Meanwhile, at the conference summarising the business in 2016 and implementing tasks in 2017, general director of Vietinbank Le Duc Tho released that the bank’s consolidated pre-tax profit in 2016 was 8.250 trillion dong, 12.3 percent higher than that in 2015.

The pre-tax profit of Vietcombank in 2016, according to the bank’s general director, is 8.212 trillion dong, up by 23.4 percent compared to 2015.

At first glance, Vietinbank seems to be the leading bank in terms of profit among these three major banks in particular and in the banking system in general. However, it is not yet a definite result because the profit after tax number reported by Vietcombank at 8.212 trillion dong is perhaps only the profit of the parent company – Vietcombank, and is not the consolidated pre-tax profit. This number is only 20.3 percent higher than the bank’s pre-tax profit in 2015 according to its 2015 audited consolidated financial statement, while it was announced by Vietcombank’s general director at 23.4 percent.

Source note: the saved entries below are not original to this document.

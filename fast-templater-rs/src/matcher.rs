//! Preset recommendation.
//!
//! Each preset is scored against a template from a few independent signals:
//!
//! | signal | weight | measures |
//! |---|---|---|
//! | field overlap | 0.6 | preset keys present in the template's frontmatter keys or body |
//! | keywords | 0.2 | preset labels/keys mentioned in the template body |
//! | field count | 0.2 | how close the preset's field count is to the template's key count |
//!
//! A preset the template binds explicitly through `fast-templater-config`
//! always scores 1.0.

use crate::library::bound_preset_ids;
use crate::parser::parse_frontmatter;
use crate::types::{FrontmatterPreset, RESERVED_CONFIG_KEY, Template};
use serde::Serialize;
use serde_yaml::Value;
use std::collections::HashSet;

pub const STRONG_MATCH: f64 = 0.8;
pub const RECOMMENDED_MATCH: f64 = 0.5;
pub const WORTH_CONSIDERING: f64 = 0.3;

const OVERLAP_WEIGHT: f64 = 0.6;
const KEYWORD_WEIGHT: f64 = 0.2;
const COUNT_WEIGHT: f64 = 0.2;

/// How strongly a preset is recommended.
#[derive(Debug, Clone, Copy, PartialEq, Eq, PartialOrd, Ord, Serialize)]
#[serde(rename_all = "kebab-case")]
pub enum MatchTier {
    Weak,
    WorthConsidering,
    Recommended,
    Strong,
}

impl MatchTier {
    pub fn from_score(score: f64) -> Self {
        if score >= STRONG_MATCH {
            MatchTier::Strong
        } else if score >= RECOMMENDED_MATCH {
            MatchTier::Recommended
        } else if score >= WORTH_CONSIDERING {
            MatchTier::WorthConsidering
        } else {
            MatchTier::Weak
        }
    }
}

/// A scored preset.
#[derive(Debug, Clone, Serialize)]
pub struct PresetMatch<'a> {
    pub preset: &'a FrontmatterPreset,
    /// In `[0, 1]`.
    pub score: f64,
    pub tier: MatchTier,
    pub reasons: Vec<String>,
}

struct TemplateSignals {
    keys: HashSet<String>,
    body: String,
    bound: Vec<String>,
}

impl TemplateSignals {
    fn from_template(template: &Template) -> Self {
        let parsed = parse_frontmatter(&template.content);
        let keys = parsed
            .frontmatter
            .keys()
            .filter_map(Value::as_str)
            .filter(|k| *k != RESERVED_CONFIG_KEY)
            .map(str::to_lowercase)
            .collect();
        Self {
            keys,
            body: parsed.body.to_lowercase(),
            bound: bound_preset_ids(&parsed.frontmatter),
        }
    }
}

/// Score every preset against `template`, best first.
pub fn match_presets<'a>(template: &Template, presets: &'a [FrontmatterPreset]) -> Vec<PresetMatch<'a>> {
    let signals = TemplateSignals::from_template(template);
    let mut matches: Vec<PresetMatch<'a>> = presets
        .iter()
        .map(|preset| score_preset(preset, &signals))
        .collect();
    matches.sort_by(|a, b| b.score.total_cmp(&a.score));
    matches
}

/// The highest-scoring preset, if it is at least worth considering.
pub fn best_match<'a>(template: &Template, presets: &'a [FrontmatterPreset]) -> Option<PresetMatch<'a>> {
    match_presets(template, presets)
        .into_iter()
        .next()
        .filter(|m| m.score >= WORTH_CONSIDERING)
}

fn score_preset<'a>(preset: &'a FrontmatterPreset, signals: &TemplateSignals) -> PresetMatch<'a> {
    if signals.bound.iter().any(|id| *id == preset.id) {
        return PresetMatch {
            preset,
            score: 1.0,
            tier: MatchTier::Strong,
            reasons: vec!["Bound to this template".to_string()],
        };
    }

    let total = preset.fields.len();
    if total == 0 {
        return PresetMatch {
            preset,
            score: 0.0,
            tier: MatchTier::Weak,
            reasons: Vec::new(),
        };
    }

    let mut overlap = 0usize;
    let mut keywords = 0usize;
    for field in &preset.fields {
        let key = field.key.to_lowercase();
        let label = field.label.trim().to_lowercase();
        if signals.keys.contains(&key) || signals.body.contains(&key) {
            overlap += 1;
        }
        if signals.body.contains(&key) || (!label.is_empty() && signals.body.contains(&label)) {
            keywords += 1;
        }
    }
    let overlap_ratio = overlap as f64 / total as f64;
    let keyword_ratio = keywords as f64 / total as f64;

    let template_keys = signals.keys.len();
    let count_ratio = if template_keys == 0 {
        0.0
    } else {
        let diff = total.abs_diff(template_keys) as f64;
        1.0 - diff / total.max(template_keys) as f64
    };

    let mut reasons = Vec::new();
    if overlap_ratio >= 0.5 {
        reasons.push(format!("{} of {} fields already used by the template", overlap, total));
    }
    if keyword_ratio >= 0.3 {
        reasons.push(format!("Template mentions {} of the preset's fields", keywords));
    }
    if count_ratio >= 0.7 {
        reasons.push(format!(
            "Similar number of fields ({} vs {})",
            total, template_keys
        ));
    }

    let score = (OVERLAP_WEIGHT * overlap_ratio
        + KEYWORD_WEIGHT * keyword_ratio
        + COUNT_WEIGHT * count_ratio)
        .clamp(0.0, 1.0);

    PresetMatch {
        preset,
        score,
        tier: MatchTier::from_score(score),
        reasons,
    }
}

Meanwhile, if comparing the 8.212 trillion dong pre-tax profit to the pre-tax profit of the parent company – Vietcombank in 2015 – 6.654 trillion dong – (according to audited financial statement in 2015), it shows an exact 23.4 percent growth.

Thus, it is impossible to compare the 8.212 trillion dong pre-tax profit of the parent company – Vietcombank to the consolidated pre-tax profit of Vietinbank.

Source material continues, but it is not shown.